Parties colluded to impair Integrity Act
PETER PHILLIPS is on solid ground in his embrace of this newspaper’s call for a review of the Integrity Commission Act, but is wrong if he would limit any change to, as he seems to imply, the removal of the auditor general from membership of the commission.
For, the composition of the commission is not the only element of the law to which his People’s National Party (PNP) didn’t give “sufficient consideration” during its deliberation by Parliament. If the unvarnished truth be told, the Government and the Opposition, which is to say, Prime Minister Andrew Holness’ Jamaica Labour Party, and Dr Phillips’ PNP, colluded to produce a bill that wasn’t what the country deserved. And they knew better!
The Integrity Commission has been in operation for little over a year, having eclipsed, and subsumed, two previous anti-corruption watchdogs for parliamentarians and public servants, as well as the Office of the Contractor General that used to police the award and execution of government contracts.

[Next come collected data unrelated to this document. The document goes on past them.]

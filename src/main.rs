//! conn-server
//!
//! Runs the thread-per-connection server with the built-in echo handler.
//!
//! # Architecture Overview
//!
//! ```text
//!                 ┌──────────────────────────────────────────────────┐
//!                 │                   CONN SERVER                    │
//!                 │                                                  │
//!  Client ────────┼─▶ listener ──▶ accept loop ──▶ worker thread ───┐│
//!                 │   (socket2)    (poll 100ms)    (per client)     ││
//!                 │                     ▲               │           ││
//!                 │                     │          MessageHandler   ││
//!  Client ◀───────┼─────────────────────┼───────────────┘           ││
//!                 │                     │                           ││
//!                 │            ShutdownSignal ◀── SIGINT/SIGTERM    ││
//!                 │                     │                           ││
//!                 │           connection registry ◀─────────────────┘│
//!                 └──────────────────────────────────────────────────┘
//! ```

use clap::Parser;
use std::net::{IpAddr, SocketAddr};
use std::path::PathBuf;

use conn_server::config::{read_config, validate_config, ConfigError, ServerConfig};
use conn_server::lifecycle::startup;
use conn_server::observability::{logging, metrics};
use conn_server::{Echo, ServerError};

#[derive(Parser)]
#[command(name = "conn-server")]
#[command(about = "Thread-per-connection TCP message server", long_about = None)]
struct Cli {
    /// Path to a TOML configuration file.
    #[arg(short, long)]
    config: Option<PathBuf>,

    /// Interface to bind.
    #[arg(long)]
    host: Option<IpAddr>,

    /// Port to listen on.
    #[arg(short, long)]
    port: Option<u16>,

    /// Log level (trace, debug, info, warn, error).
    #[arg(long)]
    log_level: Option<String>,

    /// Per-connection buffer capacity in bytes.
    #[arg(long)]
    max_message_size: Option<usize>,

    /// Enable the Prometheus metrics endpoint.
    #[arg(long)]
    metrics: bool,
}

impl Cli {
    fn into_config(self) -> Result<ServerConfig, ConfigError> {
        let mut config = match &self.config {
            Some(path) => read_config(path)?,
            None => ServerConfig::default(),
        };

        if let Some(host) = self.host {
            config.listener.host = host;
        }
        if let Some(port) = self.port {
            config.listener.port = port;
        }
        if let Some(level) = self.log_level {
            config.observability.log_level = level;
        }
        if let Some(size) = self.max_message_size {
            config.connection.max_message_size = size;
        }
        if self.metrics {
            config.observability.metrics_enabled = true;
        }

        validate_config(&config).map_err(ConfigError::Validation)?;
        Ok(config)
    }
}

#[tokio::main]
async fn main() -> Result<(), ServerError> {
    let config = Cli::parse().into_config()?;

    logging::init_logging(&config.observability)?;
    tracing::info!("conn-server v{} starting", env!("CARGO_PKG_VERSION"));

    tracing::info!(
        address = %config.listener.socket_addr(),
        backlog = config.listener.backlog,
        max_message_size = config.connection.max_message_size,
        "Configuration loaded"
    );

    if config.observability.metrics_enabled {
        // validated above
        if let Ok(addr) = config.observability.metrics_address.parse::<SocketAddr>() {
            metrics::init_metrics(addr)?;
        }
    }

    startup::run(config, Echo).await?;

    tracing::info!("Shutdown complete");
    Ok(())
}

Dr Phillips’ matter of concern is the open repudiation by the commissioners of former Contractor General Dirk Harrison’s conclusions from his investigation of the sale by the Government’s Urban Development Corporation (UDC) of a north coast hotel and adjacent lands for up to 42 per cent below valuation, as well as their unprecedented action of appending the rebuttals of persons adversely commented on in the report to the final document, for submission to Parliament.
The most critical person Mr Harrison fingered was Daryl Vaz, a minister in the Ministry of Economic Growth and Job Creation, whose interventions into the negotiations, he suggested, effectively established the sale price for the properties, which prevented the UDC from maximising returns from the deal. Mr Vaz insists that the price was negotiated by the UDC and that the discount did not breach government policy, given the agency’s leeway to make such decisions to facilitate development. In this case, he argues, it will mean a multimillion-dollar hotel expansion, the creation of new jobs and tax returns to the Government, within three years, of US$30 million a year.

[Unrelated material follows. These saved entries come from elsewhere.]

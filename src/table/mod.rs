// src/table/mod.rs

pub mod merge;

use chrono::NaiveDate;
use serde::Serialize;
use std::collections::BTreeMap;
use std::fmt;

pub use merge::merge;

/// Fixed tenors quoted on the par yield curve, shortest first.
#[derive(Clone, Copy, Debug, PartialEq, Eq, Hash, PartialOrd, Ord, Serialize)]
pub enum Maturity {
    M1,
    M2,
    M3,
    M6,
    Y1,
    Y2,
    Y3,
    Y5,
    Y7,
    Y10,
    Y20,
    Y30,
}

impl Maturity {
    pub const COUNT: usize = 12;

    /// Every maturity in column order.
    pub const ALL: [Maturity; Maturity::COUNT] = [
        Maturity::M1,
        Maturity::M2,
        Maturity::M3,
        Maturity::M6,
        Maturity::Y1,
        Maturity::Y2,
        Maturity::Y3,
        Maturity::Y5,
        Maturity::Y7,
        Maturity::Y10,
        Maturity::Y20,
        Maturity::Y30,
    ];

    pub fn label(&self) -> &'static str {
        match self {
            Maturity::M1 => "1M",
            Maturity::M2 => "2M",
            Maturity::M3 => "3M",
            Maturity::M6 => "6M",
            Maturity::Y1 => "1Y",
            Maturity::Y2 => "2Y",
            Maturity::Y3 => "3Y",
            Maturity::Y5 => "5Y",
            Maturity::Y7 => "7Y",
            Maturity::Y10 => "10Y",
            Maturity::Y20 => "20Y",
            Maturity::Y30 => "30Y",
        }
    }

    /// Tenor length in years, used as the x coordinate when plotting.
    pub fn years(&self) -> f64 {
        match self {
            Maturity::M1 => 0.0833,
            Maturity::M2 => 0.1667,
            Maturity::M3 => 0.25,
            Maturity::M6 => 0.5,
            Maturity::Y1 => 1.0,
            Maturity::Y2 => 2.0,
            Maturity::Y3 => 3.0,
            Maturity::Y5 => 5.0,
            Maturity::Y7 => 7.0,
            Maturity::Y10 => 10.0,
            Maturity::Y20 => 20.0,
            Maturity::Y30 => 30.0,
        }
    }

    /// Column position of this maturity within a record.
    pub fn position(&self) -> usize {
        *self as usize
    }
}

impl fmt::Display for Maturity {
    fn fmt(&self, f: &mut fmt::Formatter<'_>) -> fmt::Result {
        f.write_str(self.label())
    }
}

/// Round a yield to the two decimals the source publishes. Halves go to the
/// even neighbour, matching pandas `round(2)`.
pub fn round_yield(value: f64) -> f64 {
    (value * 100.0).round_ties_even() / 100.0
}

/// One trading day of par yields.
#[derive(Clone, Debug, PartialEq, Serialize)]
pub struct YieldRecord {
    pub date: NaiveDate,
    pub yields: [Option<f64>; Maturity::COUNT],
}

impl YieldRecord {
    /// Build a record, rounding every present yield to two decimals.
    pub fn new(date: NaiveDate, yields: [Option<f64>; Maturity::COUNT]) -> Self {
        Self {
            date,
            yields: yields.map(|y| y.map(round_yield)),
        }
    }

    pub fn get(&self, maturity: Maturity) -> Option<f64> {
        self.yields[maturity.position()]
    }

    /// `2Y - 10Y`; positive means the curve is inverted.
    pub fn spread_2s10s(&self) -> Option<f64> {
        Some(self.get(Maturity::Y2)? - self.get(Maturity::Y10)?)
    }

    /// True when the 2-year yield exceeds the 10-year yield.
    /// A missing value on either side never counts as inverted.
    pub fn is_inverted(&self) -> bool {
        matches!(self.spread_2s10s(), Some(s) if s > 0.0)
    }

    /// `(maturity, yield)` pairs in column order.
    pub fn iter(&self) -> impl Iterator<Item = (Maturity, Option<f64>)> + '_ {
        Maturity::ALL.iter().map(move |m| (*m, self.get(*m)))
    }

    pub fn max_yield(&self) -> Option<f64> {
        self.yields.iter().flatten().copied().reduce(f64::max)
    }
}

/// Date-keyed yield history; at most one record per date, always in date order.
#[derive(Clone, Debug, Default, PartialEq)]
pub struct YieldTable {
    rows: BTreeMap<NaiveDate, YieldRecord>,
}

impl YieldTable {
    pub fn new() -> Self {
        Self::default()
    }

    /// Collect records into a table. A later record for the same date replaces an earlier one.
    pub fn from_records(records: impl IntoIterator<Item = YieldRecord>) -> Self {
        let mut table = Self::new();
        for record in records {
            table.insert(record);
        }
        table
    }

    /// Insert `record`, returning whatever was previously stored for its date.
    pub fn insert(&mut self, record: YieldRecord) -> Option<YieldRecord> {
        self.rows.insert(record.date, record)
    }

    pub fn len(&self) -> usize {
        self.rows.len()
    }

    pub fn is_empty(&self) -> bool {
        self.rows.is_empty()
    }

    pub fn get(&self, date: &NaiveDate) -> Option<&YieldRecord> {
        self.rows.get(date)
    }

    /// Records in ascending date order.
    pub fn iter(&self) -> impl DoubleEndedIterator<Item = &YieldRecord> + ExactSizeIterator {
        self.rows.values()
    }

    pub fn first_date(&self) -> Option<NaiveDate> {
        self.rows.keys().next().copied()
    }

    pub fn last_date(&self) -> Option<NaiveDate> {
        self.rows.keys().next_back().copied()
    }

    /// Rows dated on or after `begin`.
    pub fn since(&self, begin: NaiveDate) -> YieldTable {
        Self {
            rows: self
                .rows
                .range(begin..)
                .map(|(d, r)| (*d, r.clone()))
                .collect(),
        }
    }

    /// Largest non-null yield anywhere in the table.
    pub fn max_yield(&self) -> Option<f64> {
        self.iter().filter_map(YieldRecord::max_yield).reduce(f64::max)
    }

    pub fn inverted_days(&self) -> usize {
        self.iter().filter(|r| r.is_inverted()).count()
    }
}

impl IntoIterator for YieldTable {
    type Item = YieldRecord;
    type IntoIter = std::collections::btree_map::IntoValues<NaiveDate, YieldRecord>;

    fn into_iter(self) -> Self::IntoIter {
        self.rows.into_values()
    }
}

impl FromIterator<YieldRecord> for YieldTable {
    fn from_iter<T: IntoIterator<Item = YieldRecord>>(iter: T) -> Self {
        Self::from_records(iter)
    }
}

#[cfg(test)]
pub(crate) mod tests {
    use super::*;

    pub(crate) fn date(s: &str) -> NaiveDate {
        NaiveDate::parse_from_str(s, "%Y-%m-%d").unwrap()
    }

    /// Record with a flat curve at `level`, except the 2Y and 10Y slots.
    pub(crate) fn record(d: &str, level: f64, two: f64, ten: f64) -> YieldRecord {
        let mut yields = [Some(level); Maturity::COUNT];
        yields[Maturity::Y2.position()] = Some(two);
        yields[Maturity::Y10.position()] = Some(ten);
        YieldRecord::new(date(d), yields)
    }

    #[test]
    fn test_maturity_order_and_years() {
        let labels: Vec<_> = Maturity::ALL.iter().map(|m| m.label()).collect();
        assert_eq!(
            labels,
            vec!["1M", "2M", "3M", "6M", "1Y", "2Y", "3Y", "5Y", "7Y", "10Y", "20Y", "30Y"]
        );
        assert_eq!(Maturity::Y10.position(), 9);
        assert_eq!(Maturity::M1.years(), 0.0833);
    }

    #[test]
    fn test_record_rounds_to_two_decimals() {
        let mut yields = [None; Maturity::COUNT];
        yields[0] = Some(2.4049);
        yields[1] = Some(2.405001);
        let r = YieldRecord::new(date("2019-01-02"), yields);
        assert_eq!(r.get(Maturity::M1), Some(2.4));
        assert_eq!(r.get(Maturity::M2), Some(2.41));
        assert_eq!(r.get(Maturity::Y30), None);
    }

    #[test]
    fn test_rounding_halves_to_even() {
        assert_eq!(round_yield(2.125), 2.12);
        assert_eq!(round_yield(0.375), 0.38);
        assert_eq!(round_yield(-0.125), -0.12);
    }

    #[test]
    fn test_inversion() {
        assert!(record("2019-08-27", 2.0, 2.10, 1.95).is_inverted());
        assert!(!record("2019-01-02", 2.0, 1.50, 2.80).is_inverted());
        assert!(!record("2019-01-02", 2.0, 2.00, 2.00).is_inverted());

        let mut missing = record("2019-01-02", 2.0, 3.0, 1.0);
        missing.yields[Maturity::Y10.position()] = None;
        assert!(!missing.is_inverted());
        assert_eq!(missing.spread_2s10s(), None);
    }

    #[test]
    fn test_table_orders_and_dedupes_by_date() {
        let table = YieldTable::from_records(vec![
            record("2019-01-04", 1.0, 1.0, 1.0),
            record("2019-01-02", 2.0, 2.0, 2.0),
            record("2019-01-04", 3.0, 3.0, 3.0),
        ]);
        assert_eq!(table.len(), 2);
        let dates: Vec<_> = table.iter().map(|r| r.date).collect();
        assert_eq!(dates, vec![date("2019-01-02"), date("2019-01-04")]);
        assert_eq!(table.get(&date("2019-01-04")).unwrap().get(Maturity::M1), Some(3.0));
    }

    #[test]
    fn test_since_and_max_yield() {
        let table: YieldTable = vec![
            record("2015-05-29", 7.5, 1.0, 1.0),
            record("2015-06-01", 2.0, 2.5, 2.2),
            record("2015-06-02", 2.0, 2.1, 3.4),
        ]
        .into_iter()
        .collect();

        let recent = table.since(date("2015-06-01"));
        assert_eq!(recent.len(), 2);
        assert_eq!(recent.first_date(), Some(date("2015-06-01")));
        assert_eq!(recent.max_yield(), Some(3.4));
        assert_eq!(table.max_yield(), Some(7.5));
        assert_eq!(recent.inverted_days(), 1);
        assert_eq!(YieldTable::new().max_yield(), None);
    }
}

There are, however, three significant complicating factors to this controversy. One is that, apart from
the Integrity Commission having oversight for undertakings begun by the old agencies before the new law came into force, Mr Harrison, as acting director of prosecutions, is one of its employees. So, this is a messy internal fight gone public.
The second is that Mr Harrison recommended his report be forwarded to the auditor general for that office to determine how to proceed with it. The auditor general is the Government’s chief auditor, whose job, among other things, is to ensure “an effective check on the assessment, collection and proper allocation of the revenue and other receipts of the Government”.
But, third, the auditor general, Pamela Monroe Ellis is, by virtue of office, an automatic member of the five-person commission. This represents a clear conflict of interest for Mrs Monroe Ellis, who is being asked to give a good-faith assessment of Mr Harrison’s report that she, as part of the Integrity Commission, has already repudiated.
LIKELIHOOD OF OVERLAP
This newspaper has no question about Mrs MonroeEllis’ personal integrity or skills. The work of her office, over many years, speaks for itself.
But justice must not only be done, but seen to be done. The perception of unfairness will linger, even if she recuses herself from anything to do with Mr Harrison’s document.Even if an event such as this one does not arise again, there is the likelihood of overlap between the work Mrs Munroe Ellis does routinely, and investigations the Integrity Commission will undertake. In that regard, the auditor general can’t be a member of the commission.
Further, we repeat our call for the repeal of Section 36 of the act, inserted by politicians to impair transparency as protection for themselves, that muzzles the commission’s disclosure of investigations until after they are done and tabled in Parliament.
Additionally, politicians, especially those who have the ears of Government, and who face adverse outcomes from an investigation, can buy time by having the requisite minister delay the tabling of the report in Parliament. In that regard, Section 36 must be amended to allow for the automatic publication of the document if, after 60 days of its presentation to Government, it isn’t tabled in Parliament.